(Collected data entries)
★ ★ ★
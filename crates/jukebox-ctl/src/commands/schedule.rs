use anyhow::{anyhow, Result};
use clap::ValueEnum;
use jukebox_common::{DaySchedule, ScheduleConfig, TimeWindow};

use super::yes_no;
use crate::client::ApiClient;

#[derive(Debug, Clone, Copy, PartialEq, Eq, ValueEnum)]
pub enum DayKind {
    Weekday,
    Weekend,
}

impl DayKind {
    fn windows(self, schedule: &mut ScheduleConfig) -> &mut DaySchedule {
        match self {
            DayKind::Weekday => &mut schedule.weekday,
            DayKind::Weekend => &mut schedule.weekend,
        }
    }
}

pub async fn show(client: &ApiClient) -> Result<()> {
    let schedule: ScheduleConfig = client.get("/admin/schedule").await?;
    print_schedule(&schedule);
    Ok(())
}

pub async fn set_enabled(client: &ApiClient, enabled: bool) -> Result<()> {
    let mut schedule: ScheduleConfig = client.get("/admin/schedule").await?;
    schedule.enabled = enabled;
    let schedule: ScheduleConfig = client.put("/admin/schedule", &schedule).await?;
    println!("Schedule enforcement: {}", if schedule.enabled { "on" } else { "off" });
    Ok(())
}

/// Add or replace a named window, e.g. `weekday afternoon 15:00 18:00`
pub async fn set_window(
    client: &ApiClient,
    day: DayKind,
    name: &str,
    start: &str,
    end: &str,
) -> Result<()> {
    let mut schedule: ScheduleConfig = client.get("/admin/schedule").await?;
    day.windows(&mut schedule).insert(name.to_string(), TimeWindow::new(start, end));

    let schedule: ScheduleConfig = client.put("/admin/schedule", &schedule).await?;
    println!("Saved {} window '{}' {}-{}", day_label(day), name, start, end);
    println!();
    print_schedule(&schedule);
    Ok(())
}

pub async fn remove_window(client: &ApiClient, day: DayKind, name: &str) -> Result<()> {
    let mut schedule: ScheduleConfig = client.get("/admin/schedule").await?;
    remove_named(&mut schedule, day, name)?;

    let schedule: ScheduleConfig = client.put("/admin/schedule", &schedule).await?;
    println!("Removed {} window '{}'", day_label(day), name);
    println!();
    print_schedule(&schedule);
    Ok(())
}

fn remove_named(schedule: &mut ScheduleConfig, day: DayKind, name: &str) -> Result<()> {
    day.windows(schedule)
        .remove(name)
        .map(|_| ())
        .ok_or_else(|| anyhow!("No {} window named '{}'", day_label(day), name))
}

fn day_label(day: DayKind) -> &'static str {
    match day {
        DayKind::Weekday => "weekday",
        DayKind::Weekend => "weekend",
    }
}

fn print_schedule(schedule: &ScheduleConfig) {
    println!("Schedule enforced: {}", yes_no(schedule.enabled));
    for (label, windows) in [("Weekday", &schedule.weekday), ("Weekend", &schedule.weekend)] {
        println!("\n  {}:", label);
        if windows.is_empty() {
            println!("    (no listening windows)");
        }
        for (name, window) in windows {
            println!("    {:<12} {}-{}", name, window.start, window.end);
        }
    }
}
★ ★ ★
Every line in the data above that contains the word "windows" should be copied.

### Expected answer
    fn windows(self, schedule: &mut ScheduleConfig) -> &mut DaySchedule {
    day.windows(&mut schedule).insert(name.to_string(), TimeWindow::new(start, end));
    day.windows(schedule)
    for (label, windows) in [("Weekday", &schedule.weekday), ("Weekend", &schedule.weekend)] {
        if windows.is_empty() {
            println!("    (no listening windows)");
        for (name, window) in windows {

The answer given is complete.